Optimizing Agent Workflows for Modern LLMs

Writing effective agent skills requires deep knowledge of prompt engineering. With the release of advanced reasoning models like Claude 3.5 Sonnet, ChatGPT o1, and DeepSeek-V3, prompt templates must focus on structured thinking. Developers are encouraged to use XML tags (e.g., <thought>, <context>, and <rules>) to isolate execution boundaries.
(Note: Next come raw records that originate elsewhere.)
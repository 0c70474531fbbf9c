//! Plain data types shared by the simulator, the field state and the host.

use serde::Deserialize;

use crate::error::{Error, Result};

/// Current pointer position in canvas pixels.
///
/// Presence is modelled as `Option<Pointer>`: both coordinates exist or neither does.
#[derive(Clone, Copy, Debug, PartialEq)]
pub struct Pointer {
	/// Horizontal offset from the canvas' left edge.
	pub x: f64,
	/// Vertical offset from the canvas' top edge.
	pub y: f64,
}

impl Pointer {
	/// Pointer at canvas coordinates `(x, y)`.
	pub const fn new(x: f64, y: f64) -> Self {
		Self { x, y }
	}
}

/// Sampling ranges used when a particle set is (re)built.
///
/// Both ranges are half-open `[min, max)`. The speed range is symmetric
/// about zero so the field has no net drift.
#[derive(Clone, Copy, Debug, PartialEq)]
pub struct SpawnRanges {
	/// Dot radius range; `min` must be > 0.
	pub size: (f64, f64),
	/// Range for each velocity component, in pixels per frame; `min == -max`.
	pub speed: (f64, f64),
}

impl Default for SpawnRanges {
	fn default() -> Self {
		Self {
			size: (0.5, 3.0),
			speed: (-0.75, 0.75),
		}
	}
}

impl SpawnRanges {
	/// Check both ranges are finite and non-empty, sizes positive, speeds symmetric.
	pub fn validate(&self) -> Result<()> {
		check_range("size_range", self.size)?;
		if self.size.0 <= 0.0 {
			return Err(Error::InvalidParam("size_range minimum must be > 0".into()));
		}
		check_range("speed_range", self.speed)?;
		let (min, max) = self.speed;
		if min != -max {
			return Err(Error::InvalidParam(format!(
				"speed_range must be symmetric about 0, got [{min}, {max}]"
			)));
		}
		Ok(())
	}
}

/// Pointer pull applied during `step`.
#[derive(Clone, Copy, Debug, PartialEq)]
pub struct Attraction {
	/// Particles strictly closer than this to the pointer are pulled.
	pub radius: f64,
	/// Fraction of the pointer displacement added to the position each step.
	/// Kept in `(0, 1)` so a pulled particle never passes the pointer.
	pub gain: f64,
}

impl Default for Attraction {
	fn default() -> Self {
		Self {
			radius: 250.0,
			gain: 0.01,
		}
	}
}

impl Attraction {
	/// Check the radius is finite and non-negative and `0 < gain < 1`.
	pub fn validate(&self) -> Result<()> {
		check_non_negative("mouse_radius", self.radius)?;
		if !(self.gain > 0.0 && self.gain < 1.0) {
			return Err(Error::InvalidParam(format!(
				"attraction_gain must be in (0, 1), got {}",
				self.gain
			)));
		}
		Ok(())
	}
}

/// Field configuration, usually read from a JSON block on the host page.
///
/// Every field is optional in the JSON; missing fields take the defaults below.
#[derive(Clone, Debug, Deserialize, PartialEq)]
#[serde(default, deny_unknown_fields)]
pub struct FieldConfig {
	/// Number of particles per set.
	pub particle_count: usize,
	/// Pairs strictly closer than this are joined by a line.
	pub max_connect_distance: f64,
	/// Pointer attraction radius in pixels.
	pub mouse_radius: f64,
	/// Pointer attraction gain, in `(0, 1)`.
	pub attraction_gain: f64,
	/// Dot radius range `[min, max)`.
	pub size_range: (f64, f64),
	/// Velocity component range `[-v, v)`.
	pub speed_range: (f64, f64),
	/// Fixed RNG seed. When absent the host picks one at mount time.
	pub seed: Option<u64>,
	/// Theme preset name, see [`Theme::by_name`](super::theme::Theme::by_name).
	pub theme: String,
}

impl Default for FieldConfig {
	fn default() -> Self {
		let spawn = SpawnRanges::default();
		let attraction = Attraction::default();
		Self {
			particle_count: 100,
			max_connect_distance: 180.0,
			mouse_radius: attraction.radius,
			attraction_gain: attraction.gain,
			size_range: spawn.size,
			speed_range: spawn.speed,
			seed: None,
			theme: "neon".to_string(),
		}
	}
}

impl FieldConfig {
	/// Parse and validate a JSON config block.
	pub fn from_json(text: &str) -> Result<Self> {
		let config: Self = serde_json::from_str(text)?;
		config.validate()?;
		Ok(config)
	}

	/// Check every field, see [`SpawnRanges::validate`] and [`Attraction::validate`].
	pub fn validate(&self) -> Result<()> {
		check_non_negative("max_connect_distance", self.max_connect_distance)?;
		self.spawn_ranges().validate()?;
		self.attraction().validate()
	}

	/// Sampling ranges for [`ParticleSet::initialize`](super::ParticleSet::initialize).
	pub fn spawn_ranges(&self) -> SpawnRanges {
		SpawnRanges {
			size: self.size_range,
			speed: self.speed_range,
		}
	}

	/// Pointer pull parameters for `step`.
	pub fn attraction(&self) -> Attraction {
		Attraction {
			radius: self.mouse_radius,
			gain: self.attraction_gain,
		}
	}
}

fn check_range(name: &str, (min, max): (f64, f64)) -> Result<()> {
	if !min.is_finite() || !max.is_finite() {
		return Err(Error::InvalidParam(format!("{name} bounds must be finite")));
	}
	if min >= max {
		return Err(Error::InvalidParam(format!(
			"{name} must satisfy min < max, got [{min}, {max}]"
		)));
	}
	Ok(())
}

fn check_non_negative(name: &str, value: f64) -> Result<()> {
	if !value.is_finite() || value < 0.0 {
		return Err(Error::InvalidParam(format!(
			"{name} must be finite and >= 0, got {value}"
		)));
	}
	Ok(())
}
Standardized prompts prevent agents from suffering from context drift, ensuring that long-running tasks remain aligned with the initial system parameters.

Exploring by SOC Occupations and Creator Profiles

What makes SkillMD unique is its taxonomy. Instead of simple text search, we parse and organize files according to the Standard Occupational Classification (SOC) system. This means you can discover skills written for Computer and Mathematical roles, Business and Financial operations, Legal, Design, and and Educational Instruction fields. By tracking creator profiles, developers can study how different teams organize their custom instructions, compare version updates, and fork public configs for specialized enterprise use cases.

SkillMD operates as a high-performance index running on a fast Go backend and a highly responsive Astro SSR frontend. All search queries execute in milliseconds, featuring smart debouncing to prevent multiple API requests while keeping user data secure. Join our community of developers to standardize your AI agent instructions and optimize your LLM prompting workflows today.

8 QUESTIONS

Frequently Asked Questions

A practical guide to agent skills: what they are, how to inspect them, and how SkillMD helps you explore the ecosystem.